Jesus contradicts himself on numerous occasions according to these accounts. He professes that we should not believe anyone who appeals to his own authority, and later appeals to his own authority. He says anyone who calls someone a fool is in risk of hell, and proceeds to call people fools. He has not come to bring peace, but the sword, yet turn the other cheek. Kill anyone who doesn't believe in me (via parable), yet wipe the sandals from your feet.

There is no central message. It's a hodegpodeg of crap.
Well that's simple. The Hebrew scriptures and the gospels take the form of narratives. And narratives have meanings. Period. It's the fundamental way in fact that humans understand their lifes, through narrative.

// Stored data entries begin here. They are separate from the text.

use super::ResolutionError;
use crate::graphql::{PlatformApi, Project};
use crate::record::UNDEFINED_NAME;
use crate::target::Target;
use std::collections::HashMap;
use tracing::{debug, info};

/// Immutable mapping from project, environment and service IDs to their
/// display names.
///
/// Built once at startup and shared read-only with the enrichment pipeline.
#[derive(Debug, Clone, Default, PartialEq, Eq)]
pub struct NameTable {
    names: HashMap<String, String>,
}

impl NameTable {
    /// Build the table from a project graph: every environment, every service
    /// and the project itself.
    pub fn from_project(project: &Project) -> Self {
        let mut names = HashMap::new();

        for environment in project.environments.nodes() {
            names.insert(environment.id.clone(), environment.name.clone());
        }

        for service in project.services.nodes() {
            names.insert(service.id.clone(), service.name.clone());
        }

        names.insert(project.id.clone(), project.name.clone());

        Self { names }
    }

    pub fn get(&self, id: &str) -> Option<&str> {
        self.names.get(id).map(String::as_str)
    }

    /// Like [`NameTable::get`] but falls back to `"undefined"`.
    pub fn name_or_undefined(&self, id: &str) -> &str {
        self.get(id).unwrap_or(UNDEFINED_NAME)
    }

    pub fn len(&self) -> usize {
        self.names.len()
    }

    pub fn is_empty(&self) -> bool {
        self.names.is_empty()
    }
}

impl FromIterator<(String, String)> for NameTable {
    fn from_iter<I: IntoIterator<Item = (String, String)>>(iter: I) -> Self {
        Self {
            names: iter.into_iter().collect(),
        }
    }
}

/// Resolve the owning project of `target` and build its name table.
///
/// Uses the explicit project ID when present, otherwise asks the API for the
/// environment's project first. Errors are returned, never retried.
pub async fn resolve(api: &dyn PlatformApi, target: &Target) -> Result<NameTable, ResolutionError> {
    let project_id = match &target.project_id {
        Some(id) => id.clone(),
        None => {
            let environment = api
                .environment(&target.environment_id)
                .await
                .map_err(|source| ResolutionError::Environment {
                    id: target.environment_id.clone(),
                    source,
                })?;
            debug!(
                environment_id = %target.environment_id,
                project_id = %environment.project_id,
                "Resolved owning project from environment"
            );
            environment.project_id
        }
    };

    let project = api
        .project(&project_id)
        .await
        .map_err(|source| ResolutionError::Project {
            id: project_id.clone(),
            source,
        })?;

    let table = NameTable::from_project(&project);
    info!(
        project_id = %project.id,
        project = %project.name,
        entries = table.len(),
        "Built name table"
    );

    Ok(table)
}
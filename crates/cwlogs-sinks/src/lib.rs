// Copyright 2023-Present Datadog, Inc. https://www.datadoghq.com/
// SPDX-License-Identifier: Apache-2.0

#![cfg_attr(not(test), deny(clippy::panic))]
#![cfg_attr(not(test), deny(clippy::unwrap_used))]
#![cfg_attr(not(test), deny(clippy::expect_used))]
#![cfg_attr(not(test), deny(clippy::todo))]
#![cfg_attr(not(test), deny(clippy::unimplemented))]

pub mod cloudwatch;
pub mod http;

pub use cloudwatch::{CloudWatchConfig, CloudWatchSink};
pub use http::{HttpSink, HttpSinkConfig};
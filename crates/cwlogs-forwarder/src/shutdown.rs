// Copyright 2023-Present Datadog, Inc. https://www.datadoghq.com/
// SPDX-License-Identifier: Apache-2.0

//! Graceful termination: stop the timer, then drain the buffer once.
//!
//! ```text
//!   RUNNING ──(end of input | read error | signal | cancel)──> DRAINING ──(flush_sync returns)──> STOPPED
//! ```
//!
//! Transitions are one-way. A second request to drain is ignored, so the final
//! synchronous flush runs exactly once no matter how many termination sources
//! fire.

use std::fmt;
use std::sync::atomic::{AtomicU8, Ordering};
use std::sync::{Arc, Mutex, PoisonError};
use std::time::Duration;
use tokio::task::JoinHandle;
use tokio_util::sync::CancellationToken;
use tracing::{debug, error, info, warn};

use crate::batcher::{Batcher, FlushError};

#[derive(Debug, Clone, Copy, PartialEq, Eq)]
#[repr(u8)]
pub enum ShutdownState {
    Running = 0,
    Draining = 1,
    Stopped = 2,
}

impl ShutdownState {
    fn from_u8(value: u8) -> Self {
        match value {
            0 => Self::Running,
            1 => Self::Draining,
            _ => Self::Stopped,
        }
    }
}

/// Why draining started.
#[derive(Debug, Clone, PartialEq, Eq)]
pub enum ShutdownTrigger {
    EndOfInput,
    ReadError(String),
    Signal,
    Cancelled,
}

impl fmt::Display for ShutdownTrigger {
    fn fmt(&self, f: &mut fmt::Formatter<'_>) -> fmt::Result {
        match self {
            Self::EndOfInput => write!(f, "end of input"),
            Self::ReadError(e) => write!(f, "read error: {e}"),
            Self::Signal => write!(f, "termination signal"),
            Self::Cancelled => write!(f, "shutdown requested"),
        }
    }
}

/// What to do with transmissions still running when draining starts.
#[derive(Debug, Clone, Copy, PartialEq, Eq, Default)]
pub enum DrainPolicy {
    /// Leave them running in the background. A batch that was dispatched but
    /// not yet confirmed is lost if the process exits first.
    #[default]
    Detach,
    /// Wait up to the given duration for them before the final flush.
    AwaitInFlight(Duration),
}

#[derive(Debug, Clone, PartialEq, Eq)]
pub struct ShutdownReport {
    pub trigger: ShutdownTrigger,
    /// Outcome of the final synchronous flush.
    pub drained: Result<usize, FlushError>,
    /// Transmissions still running when draining started.
    pub in_flight_at_drain: usize,
}

pub struct ShutdownCoordinator {
    state: AtomicU8,
    stop: CancellationToken,
    batcher: Arc<Batcher>,
    scheduler: Mutex<Option<JoinHandle<()>>>,
    policy: DrainPolicy,
}

impl ShutdownCoordinator {
    /// `stop` must be the token the scheduler (and ingestor) watch.
    #[must_use]
    pub fn new(
        batcher: Arc<Batcher>,
        stop: CancellationToken,
        scheduler: Option<JoinHandle<()>>,
        policy: DrainPolicy,
    ) -> Self {
        Self {
            state: AtomicU8::new(ShutdownState::Running as u8),
            stop,
            batcher,
            scheduler: Mutex::new(scheduler),
            policy,
        }
    }

    #[must_use]
    pub fn state(&self) -> ShutdownState {
        ShutdownState::from_u8(self.state.load(Ordering::Acquire))
    }

    /// Runs the shutdown sequence. Returns `None` if draining already started.
    pub async fn drain(&self, trigger: ShutdownTrigger) -> Option<ShutdownReport> {
        if self
            .state
            .compare_exchange(
                ShutdownState::Running as u8,
                ShutdownState::Draining as u8,
                Ordering::AcqRel,
                Ordering::Acquire,
            )
            .is_err()
        {
            debug!("SHUTDOWN | Ignoring {trigger}, already {:?}", self.state());
            return None;
        }
        info!("SHUTDOWN | Draining after {trigger}");

        self.stop.cancel();
        let scheduler = self
            .scheduler
            .lock()
            .unwrap_or_else(PoisonError::into_inner)
            .take();
        if let Some(scheduler) = scheduler {
            if let Err(e) = scheduler.await {
                warn!("SHUTDOWN | Scheduler task ended abnormally: {e}");
            }
        }

        let in_flight_at_drain = self.batcher.in_flight().count();
        match self.policy {
            DrainPolicy::Detach => {
                if in_flight_at_drain > 0 {
                    debug!("SHUTDOWN | Not waiting for {in_flight_at_drain} in-flight transmissions");
                }
            }
            DrainPolicy::AwaitInFlight(timeout) => {
                if !self.batcher.in_flight().wait_timeout(timeout).await {
                    warn!(
                        "SHUTDOWN | {} transmissions still running after {}ms",
                        self.batcher.in_flight().count(),
                        timeout.as_millis()
                    );
                }
            }
        }

        let drained = self.batcher.flush_sync().await;
        match &drained {
            Ok(lines) => info!(
                "SHUTDOWN | Flushed {lines} remaining lines to {}",
                self.batcher.sink().describe()
            ),
            Err(e) => error!("SHUTDOWN | Final flush failed: {e}"),
        }

        self.state
            .store(ShutdownState::Stopped as u8, Ordering::Release);
        Some(ShutdownReport {
            trigger,
            drained,
            in_flight_at_drain,
        })
    }
}

/// Resolves on SIGINT or SIGTERM (Ctrl-C only on non-unix targets).
pub async fn termination_signal() -> std::io::Result<()> {
    #[cfg(unix)]
    {
        use tokio::signal::unix::{signal, SignalKind};

        let mut terminate = signal(SignalKind::terminate())?;
        tokio::select! {
            result = tokio::signal::ctrl_c() => result,
            _ = terminate.recv() => Ok(()),
        }
    }
    #[cfg(not(unix))]
    {
        tokio::signal::ctrl_c().await
    }
}

#[cfg(test)]
#[allow(clippy::unwrap_used)]
mod tests {
    use super::*;
    use crate::scheduler::Scheduler;
    use crate::sink::{Sink, SinkError};
    use async_trait::async_trait;
    use std::sync::atomic::{AtomicBool, AtomicUsize};
    use tokio::sync::Semaphore;
    use tracing_test::traced_test;

    #[derive(Default)]
    struct GatedSink {
        calls: AtomicUsize,
        lines: AtomicUsize,
        fail: AtomicBool,
        gate: Option<Arc<Semaphore>>,
    }

    #[async_trait]
    impl Sink for GatedSink {
        async fn transmit(&self, lines: &[String], _timestamp_millis: i64) -> Result<(), SinkError> {
            self.calls.fetch_add(1, Ordering::SeqCst);
            if let Some(gate) = &self.gate {
                let _permit = gate.acquire().await.unwrap();
            }
            if self.fail.load(Ordering::SeqCst) {
                return Err(SinkError::Unreachable("mock outage".to_string()));
            }
            self.lines.fetch_add(lines.len(), Ordering::SeqCst);
            Ok(())
        }

        fn describe(&self) -> String {
            "gated".to_string()
        }
    }

    fn coordinator(sink: Arc<GatedSink>, policy: DrainPolicy) -> (Arc<Batcher>, ShutdownCoordinator) {
        let batcher = Arc::new(Batcher::new(sink as Arc<dyn Sink>, 5));
        let stop = CancellationToken::new();
        let scheduler = Scheduler::spawn(Arc::clone(&batcher), Duration::from_secs(5), stop.clone());
        let coordinator =
            ShutdownCoordinator::new(Arc::clone(&batcher), stop, Some(scheduler), policy);
        (batcher, coordinator)
    }

    #[tokio::test]
    async fn test_drain_runs_exactly_once() {
        let sink = Arc::new(GatedSink::default());
        let (batcher, coordinator) = coordinator(Arc::clone(&sink), DrainPolicy::Detach);
        batcher.append("a".to_string());
        batcher.append("b".to_string());
        assert_eq!(coordinator.state(), ShutdownState::Running);

        let report = coordinator.drain(ShutdownTrigger::EndOfInput).await.unwrap();
        assert_eq!(report.trigger, ShutdownTrigger::EndOfInput);
        assert_eq!(report.drained, Ok(2));
        assert_eq!(coordinator.state(), ShutdownState::Stopped);

        batcher.append("c".to_string());
        assert!(coordinator.drain(ShutdownTrigger::Signal).await.is_none());
        assert_eq!(sink.calls.load(Ordering::SeqCst), 1);
        assert_eq!(batcher.buffered(), 1);
    }

    #[tokio::test]
    async fn test_drain_cancels_stop_token() {
        let sink = Arc::new(GatedSink::default());
        let batcher = Arc::new(Batcher::new(Arc::clone(&sink) as Arc<dyn Sink>, 5));
        let stop = CancellationToken::new();
        let coordinator =
            ShutdownCoordinator::new(Arc::clone(&batcher), stop.clone(), None, DrainPolicy::Detach);

        let report = coordinator.drain(ShutdownTrigger::Cancelled).await.unwrap();
        assert!(stop.is_cancelled());
        assert_eq!(report.drained, Ok(0));
        assert_eq!(sink.calls.load(Ordering::SeqCst), 0);
    }

    #[tokio::test]
    #[traced_test]
    async fn test_drain_failure_still_stops() {
        let sink = Arc::new(GatedSink::default());
        sink.fail.store(true, Ordering::SeqCst);
        let (batcher, coordinator) = coordinator(Arc::clone(&sink), DrainPolicy::Detach);
        batcher.append("a".to_string());

        let report = coordinator.drain(ShutdownTrigger::Signal).await.unwrap();
        assert!(matches!(report.drained, Err(FlushError::Transmit { lines: 1, .. })));
        assert_eq!(coordinator.state(), ShutdownState::Stopped);
        assert_eq!(sink.calls.load(Ordering::SeqCst), 1);

        // one error line for the one failed transmission
        logs_assert(|lines: &[&str]| {
            match lines.iter().filter(|line| line.contains("ERROR")).count() {
                1 => Ok(()),
                n => Err(format!("expected one error line, got {n}")),
            }
        });
    }

    #[tokio::test]
    async fn test_detach_does_not_wait_for_in_flight() {
        let gate = Arc::new(Semaphore::new(0));
        let sink = Arc::new(GatedSink {
            gate: Some(Arc::clone(&gate)),
            ..Default::default()
        });
        let (batcher, coordinator) = coordinator(Arc::clone(&sink), DrainPolicy::Detach);
        for i in 0..5 {
            batcher.append(format!("hot {i}"));
        }
        assert_eq!(batcher.in_flight().count(), 1);

        let report = coordinator.drain(ShutdownTrigger::EndOfInput).await.unwrap();
        assert_eq!(report.in_flight_at_drain, 1);
        assert_eq!(report.drained, Ok(0));
        assert_eq!(batcher.in_flight().count(), 1);
        assert_eq!(sink.lines.load(Ordering::SeqCst), 0);

        gate.add_permits(1);
        batcher.in_flight().wait().await;
        assert_eq!(sink.lines.load(Ordering::SeqCst), 5);
    }

    #[tokio::test]
    async fn test_await_in_flight_waits_before_drain() {
        let gate = Arc::new(Semaphore::new(0));
        let sink = Arc::new(GatedSink {
            gate: Some(Arc::clone(&gate)),
            ..Default::default()
        });
        let (batcher, coordinator) = coordinator(
            Arc::clone(&sink),
            DrainPolicy::AwaitInFlight(Duration::from_secs(5)),
        );
        for i in 0..7 {
            batcher.append(format!("line {i}"));
        }
        assert_eq!(batcher.in_flight().count(), 1);
        assert_eq!(batcher.buffered(), 2);

        let releaser = {
            let gate = Arc::clone(&gate);
            tokio::spawn(async move {
                tokio::time::sleep(Duration::from_millis(20)).await;
                gate.add_permits(2);
            })
        };
        let report = coordinator.drain(ShutdownTrigger::Signal).await.unwrap();
        releaser.await.unwrap();

        assert_eq!(report.drained, Ok(2));
        assert_eq!(batcher.in_flight().count(), 0);
        assert_eq!(sink.lines.load(Ordering::SeqCst), 7);
    }
}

Now whether a date is wrong in a narrative has no impact on the meaning of a narrative. Shakespeare got his dates all mixed up. Who cares? The plays have meaning. Herodotus (who 'invented" the narrative form of historiography) tells a narrative about Greeks and their various wars. He gets the numbers wrong. Who cares? He has a point to make and he makes it.

The fact that there are contradictions in Jesus's teaching or the Hebrew narratives doesn't efface all meaning. Indeed every text is contradictory, as poststructuralists have been at pains to show. I think your assumption is that texts must be harmonious to have meaning, and if that were the case, no text would mean anything.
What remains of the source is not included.